How do the records below read from their first line through the line containing "under a single"? Write those lines out exactly.

-- Given information follows --

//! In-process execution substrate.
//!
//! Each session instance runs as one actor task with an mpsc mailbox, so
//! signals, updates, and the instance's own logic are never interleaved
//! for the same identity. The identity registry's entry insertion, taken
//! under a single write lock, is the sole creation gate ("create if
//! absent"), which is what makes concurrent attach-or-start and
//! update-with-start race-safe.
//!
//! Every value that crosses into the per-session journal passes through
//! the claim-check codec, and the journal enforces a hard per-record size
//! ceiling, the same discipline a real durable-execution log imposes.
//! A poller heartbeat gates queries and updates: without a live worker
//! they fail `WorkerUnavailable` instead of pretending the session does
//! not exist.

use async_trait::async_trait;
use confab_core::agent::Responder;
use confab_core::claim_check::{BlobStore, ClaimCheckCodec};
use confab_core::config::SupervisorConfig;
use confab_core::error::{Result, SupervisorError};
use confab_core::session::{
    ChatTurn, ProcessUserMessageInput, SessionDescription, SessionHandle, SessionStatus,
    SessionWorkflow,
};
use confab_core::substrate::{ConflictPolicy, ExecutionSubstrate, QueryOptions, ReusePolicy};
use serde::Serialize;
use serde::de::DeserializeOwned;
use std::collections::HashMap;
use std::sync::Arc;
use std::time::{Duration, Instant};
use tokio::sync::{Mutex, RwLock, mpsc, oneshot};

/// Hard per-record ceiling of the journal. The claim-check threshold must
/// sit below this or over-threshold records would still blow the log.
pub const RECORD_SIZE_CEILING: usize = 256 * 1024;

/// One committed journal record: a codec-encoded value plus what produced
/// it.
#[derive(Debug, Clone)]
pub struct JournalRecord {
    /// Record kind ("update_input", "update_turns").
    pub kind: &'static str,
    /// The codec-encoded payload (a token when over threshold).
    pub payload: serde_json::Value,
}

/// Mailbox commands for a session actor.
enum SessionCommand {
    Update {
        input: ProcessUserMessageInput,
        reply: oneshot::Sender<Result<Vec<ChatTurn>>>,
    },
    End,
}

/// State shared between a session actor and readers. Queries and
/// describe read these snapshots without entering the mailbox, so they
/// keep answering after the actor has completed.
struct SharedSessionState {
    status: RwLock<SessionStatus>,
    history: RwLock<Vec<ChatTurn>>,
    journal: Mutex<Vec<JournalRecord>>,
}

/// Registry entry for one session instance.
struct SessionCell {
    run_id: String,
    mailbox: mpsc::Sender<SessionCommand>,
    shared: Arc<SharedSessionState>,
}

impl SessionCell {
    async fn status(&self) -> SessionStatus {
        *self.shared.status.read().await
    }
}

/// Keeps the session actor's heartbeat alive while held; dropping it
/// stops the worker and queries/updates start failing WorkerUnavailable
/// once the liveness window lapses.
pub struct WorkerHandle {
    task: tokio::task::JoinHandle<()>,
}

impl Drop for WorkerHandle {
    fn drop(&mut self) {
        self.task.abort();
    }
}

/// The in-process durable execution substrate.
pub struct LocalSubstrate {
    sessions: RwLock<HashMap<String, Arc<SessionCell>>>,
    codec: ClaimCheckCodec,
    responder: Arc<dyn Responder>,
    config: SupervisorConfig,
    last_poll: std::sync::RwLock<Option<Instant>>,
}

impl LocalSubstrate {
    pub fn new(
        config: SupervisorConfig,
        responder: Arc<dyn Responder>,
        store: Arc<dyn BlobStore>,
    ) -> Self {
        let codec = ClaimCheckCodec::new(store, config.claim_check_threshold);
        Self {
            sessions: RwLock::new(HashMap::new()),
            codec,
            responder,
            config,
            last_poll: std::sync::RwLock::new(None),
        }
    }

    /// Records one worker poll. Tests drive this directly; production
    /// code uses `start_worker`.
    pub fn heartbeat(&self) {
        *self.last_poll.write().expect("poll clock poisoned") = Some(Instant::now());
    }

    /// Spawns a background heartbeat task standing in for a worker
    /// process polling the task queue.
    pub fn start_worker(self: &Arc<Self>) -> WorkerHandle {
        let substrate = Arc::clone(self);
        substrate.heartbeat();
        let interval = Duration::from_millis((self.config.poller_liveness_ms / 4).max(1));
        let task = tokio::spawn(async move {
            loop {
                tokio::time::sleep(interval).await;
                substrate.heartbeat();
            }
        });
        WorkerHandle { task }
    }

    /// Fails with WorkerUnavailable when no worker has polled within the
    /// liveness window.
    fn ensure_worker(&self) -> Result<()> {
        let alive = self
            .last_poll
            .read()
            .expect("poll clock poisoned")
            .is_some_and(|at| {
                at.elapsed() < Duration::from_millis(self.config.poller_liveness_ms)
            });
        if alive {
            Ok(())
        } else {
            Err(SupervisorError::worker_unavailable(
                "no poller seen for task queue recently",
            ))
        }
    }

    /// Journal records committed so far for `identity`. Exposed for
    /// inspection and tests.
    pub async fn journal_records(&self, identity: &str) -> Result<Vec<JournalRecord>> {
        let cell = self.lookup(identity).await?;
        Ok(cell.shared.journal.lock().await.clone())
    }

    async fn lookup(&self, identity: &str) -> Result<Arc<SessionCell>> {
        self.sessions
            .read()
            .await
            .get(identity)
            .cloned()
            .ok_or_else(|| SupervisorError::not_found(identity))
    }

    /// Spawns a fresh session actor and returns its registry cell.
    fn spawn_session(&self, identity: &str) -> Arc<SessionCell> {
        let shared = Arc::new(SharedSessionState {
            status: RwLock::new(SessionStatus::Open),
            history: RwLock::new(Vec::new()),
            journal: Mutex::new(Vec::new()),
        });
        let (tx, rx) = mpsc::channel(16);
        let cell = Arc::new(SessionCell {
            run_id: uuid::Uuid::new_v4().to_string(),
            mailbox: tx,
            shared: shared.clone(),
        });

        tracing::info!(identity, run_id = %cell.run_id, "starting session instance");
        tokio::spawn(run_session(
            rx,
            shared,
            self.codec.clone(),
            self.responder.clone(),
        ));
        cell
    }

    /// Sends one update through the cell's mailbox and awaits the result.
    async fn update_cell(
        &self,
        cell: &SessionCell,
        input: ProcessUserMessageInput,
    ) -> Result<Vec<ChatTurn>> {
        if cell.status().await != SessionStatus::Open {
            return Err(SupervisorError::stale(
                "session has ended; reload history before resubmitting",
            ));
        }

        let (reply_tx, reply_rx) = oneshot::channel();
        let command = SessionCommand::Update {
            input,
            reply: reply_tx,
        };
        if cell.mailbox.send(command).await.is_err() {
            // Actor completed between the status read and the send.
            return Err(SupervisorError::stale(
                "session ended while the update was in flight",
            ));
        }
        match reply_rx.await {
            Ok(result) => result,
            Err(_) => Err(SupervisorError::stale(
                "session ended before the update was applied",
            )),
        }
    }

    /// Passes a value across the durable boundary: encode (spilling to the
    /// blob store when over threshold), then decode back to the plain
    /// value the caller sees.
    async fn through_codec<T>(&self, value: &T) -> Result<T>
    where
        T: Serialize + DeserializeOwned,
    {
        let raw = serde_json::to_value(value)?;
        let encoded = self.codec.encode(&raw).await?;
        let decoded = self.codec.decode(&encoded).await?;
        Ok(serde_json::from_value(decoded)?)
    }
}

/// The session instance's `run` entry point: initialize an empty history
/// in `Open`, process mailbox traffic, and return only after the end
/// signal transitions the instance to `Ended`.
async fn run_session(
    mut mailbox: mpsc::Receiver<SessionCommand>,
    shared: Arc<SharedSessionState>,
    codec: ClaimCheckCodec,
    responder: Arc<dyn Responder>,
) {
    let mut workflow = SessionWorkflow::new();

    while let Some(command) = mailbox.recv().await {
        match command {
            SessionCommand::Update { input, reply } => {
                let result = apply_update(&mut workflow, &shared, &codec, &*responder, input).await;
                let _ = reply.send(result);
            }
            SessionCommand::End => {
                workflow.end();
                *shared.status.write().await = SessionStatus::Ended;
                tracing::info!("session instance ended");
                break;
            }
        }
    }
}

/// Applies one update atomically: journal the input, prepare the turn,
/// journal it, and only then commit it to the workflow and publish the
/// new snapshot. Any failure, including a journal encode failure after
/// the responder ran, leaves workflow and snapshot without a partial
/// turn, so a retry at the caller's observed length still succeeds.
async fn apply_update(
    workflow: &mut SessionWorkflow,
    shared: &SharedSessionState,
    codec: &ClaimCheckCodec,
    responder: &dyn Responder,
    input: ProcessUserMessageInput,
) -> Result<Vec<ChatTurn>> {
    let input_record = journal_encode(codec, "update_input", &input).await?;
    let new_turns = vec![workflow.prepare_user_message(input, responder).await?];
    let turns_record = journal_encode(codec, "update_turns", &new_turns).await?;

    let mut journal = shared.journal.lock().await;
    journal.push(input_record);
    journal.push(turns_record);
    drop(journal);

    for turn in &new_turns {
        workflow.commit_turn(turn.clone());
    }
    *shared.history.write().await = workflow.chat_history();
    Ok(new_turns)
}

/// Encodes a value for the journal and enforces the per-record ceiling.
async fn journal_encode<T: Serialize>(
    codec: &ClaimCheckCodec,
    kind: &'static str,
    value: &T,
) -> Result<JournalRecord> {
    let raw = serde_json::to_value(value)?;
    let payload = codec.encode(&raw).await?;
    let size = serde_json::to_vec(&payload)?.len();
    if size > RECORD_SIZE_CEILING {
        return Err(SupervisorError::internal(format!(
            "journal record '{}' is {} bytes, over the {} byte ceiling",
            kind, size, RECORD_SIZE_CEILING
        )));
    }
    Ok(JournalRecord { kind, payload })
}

-- Given information concluded --

• Response to this exercise
//! In-process execution substrate.
//!
//! Each session instance runs as one actor task with an mpsc mailbox, so
//! signals, updates, and the instance's own logic are never interleaved
//! for the same identity. The identity registry's entry insertion, taken
//! under a single write lock, is the sole creation gate ("create if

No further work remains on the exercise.